Executive Director of Europol
- In office April 16, 2005 – April 16, 2009
- Preceded by: Jürgen Storbeck
- Succeeded by: Rob Wainwright

Personal details
- Born: 1949 (age 76–77) Dillingen/Saar, Germany
- Education: University of Saarbrücken
- Profession: Law Enforcement Officer
- Website: Ratzel Consulting Firm

= Max-Peter Ratzel =

German law enforcement officer (born 1949)

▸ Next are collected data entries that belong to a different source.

//! PM8018 core driver.
//!
//! Binding a [Pm8018] identifies the chip, brings up its interrupt block and
//! registers one cell per configured sub-component. The handle then serves
//! register and interrupt-status access to the cell drivers until it is
//! removed or dropped, which releases everything again.
pub mod config;
pub mod consts;
pub mod registry;
pub mod regulator;
pub mod resources;
pub mod revision;
pub mod rollback;

use crate::{
    dev::{
        bus::{BusError, SsbiBus},
        device::Device,
        handle::Handle,
        intc::IrqChipError,
        mfd::{SubcomponentSpec, SubdeviceHost},
        probe::ProbeContext,
    },
    error::ProbeError,
    logging::TARGET,
    pm8xxx::{Pm8xxxCore, Pm8xxxVersion},
};
use alloc::vec::Vec;
use config::Pm8018PlatformData;
use registry::{BringUpState, SubdeviceRegistry};
use revision::{ChipIdentity, RevisionWord};
use rollback::{RegistrationLedger, RollbackController};

/// A bound PM8018.
pub struct Pm8018<'a> {
    dev: Handle<Device>,
    bus: &'a dyn SsbiBus,
    host: &'a dyn SubdeviceHost,
    rev_registers: RevisionWord,
    irq_base: u32,
    rollback: RollbackController,
    regulators: Vec<SubcomponentSpec<'a>>,
    state: BringUpState,
}

impl<'a> Pm8018<'a> {
    /// Bind the core to `dev`.
    ///
    /// Nothing is touched without platform data. A chip whose revision does not
    /// match the PM8018 is reported but still brought up.
    pub fn probe(
        dev: Handle<Device>,
        pdata: Option<&'a Pm8018PlatformData>,
        ctx: ProbeContext<'a>,
    ) -> Result<Pm8018<'a>, ProbeError> {
        let Some(pdata) = pdata else {
            log::error!(target: TARGET, "{}: missing platform data", dev.name);
            return Err(ProbeError::ConfigurationMissing);
        };

        let rev_registers = revision::probe(ctx.bus)?;
        let identity = revision::identify(rev_registers);
        let rev_name = revision::revision_name(identity);
        match identity.family {
            Pm8xxxVersion::Pm8018 => {
                log::info!(target: TARGET, "PMIC version: PM8018 rev {}", rev_name)
            }
            Pm8xxxVersion::Unknown => log::warn!(
                target: TARGET,
                "PMIC version: unknown ({:#06x}), rev {}",
                rev_registers.into_const(),
                rev_name
            ),
        }

        let mut rollback = RollbackController::new();
        let bring_up = SubdeviceRegistry::new(&dev, ctx.host, &mut rollback)
            .add_subdevices(pdata, ctx.irq_factory)
            .inspect_err(|err| {
                log::error!(target: TARGET, "{}: failed to add subdevices: {}", dev.name, err)
            })?;

        if !rollback.has_irq_chip() {
            log::warn!(
                target: TARGET,
                "{}: no interrupt chip, gpio might not work",
                dev.name
            );
        }
        rollback.commit();

        Ok(Pm8018 {
            dev,
            bus: ctx.bus,
            host: ctx.host,
            rev_registers,
            irq_base: bring_up.irq_base,
            rollback,
            regulators: bring_up.regulators,
            state: BringUpState::Complete,
        })
    }

    /// Unbind: drop every cell, then release the interrupt chip.
    pub fn remove(mut self) {
        self.teardown();
    }

    fn teardown(&mut self) {
        if self.state == BringUpState::Removed {
            return;
        }
        self.rollback.unwind(self.host, &self.dev);
        self.regulators.clear();
        self.state = BringUpState::Removed;
        log::info!(target: TARGET, "{}: removed", self.dev.name);
    }

    pub fn device(&self) -> &Handle<Device> {
        &self.dev
    }

    pub fn identity(&self) -> ChipIdentity {
        revision::identify(self.rev_registers)
    }

    pub fn revision_word(&self) -> RevisionWord {
        self.rev_registers
    }

    pub fn state(&self) -> BringUpState {
        self.state
    }

    pub fn irq_base(&self) -> u32 {
        self.irq_base
    }

    /// Registered regulator cells, in board order.
    pub fn regulators(&self) -> &[SubcomponentSpec<'a>] {
        &self.regulators
    }

    pub fn ledger(&self) -> &RegistrationLedger {
        self.rollback.ledger()
    }

    pub fn has_irq_chip(&self) -> bool {
        self.rollback.has_irq_chip()
    }
}

impl Drop for Pm8018<'_> {
    fn drop(&mut self) {
        self.teardown();
    }
}

impl Pm8xxxCore for Pm8018<'_> {
    fn readb(&self, addr: u16) -> Result<u8, BusError> {
        self.bus.read_byte(addr)
    }

    fn writeb(&self, addr: u16, val: u8) -> Result<(), BusError> {
        self.bus.write_byte(addr, val)
    }

    fn read_buf(&self, addr: u16, buf: &mut [u8]) -> Result<(), BusError> {
        self.bus.read(addr, buf)
    }

    fn write_buf(&self, addr: u16, buf: &[u8]) -> Result<(), BusError> {
        self.bus.write(addr, buf)
    }

    fn read_irq_stat(&self, irq: u32) -> Result<bool, IrqChipError> {
        self.rollback
            .irq_chip()
            .ok_or(IrqChipError::NoChip)?
            .irq_status(irq)
    }

    fn version(&self) -> Pm8xxxVersion {
        self.identity().family
    }

    fn revision(&self) -> u8 {
        self.identity().revision
    }
}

Max-Peter Ratzel (born in 1949 in Dillingen/Saar, Germany) is a German law enforcement officer, and a former director of Europol, the European Union law enforcement agency that handles criminal intelligence.

== Education ==
Director Ratzel studied mathematics and physics in the University of Saarbrücken and served in the German Air Force.

== Career ==
The career of Director Ratzel started in the Bundeskriminalamt (Federal Criminal Police Office, Wiesbaden, Germany) in 1976, as the Head of the Organised and General Crime Department. His unit which was specialised in combating child pornography, Internet crime, counterfeit money and human trafficking, had over 850 police officers under his supervision.

== Europol ==
On February 24, 2005, the Justice and Home Affairs Council selected Director Ratzel as the successor of Director Storbeck as the General Director of Europol. He took up his position on April 16, 2005.

In April 2009, he was succeeded by Director Wainwright.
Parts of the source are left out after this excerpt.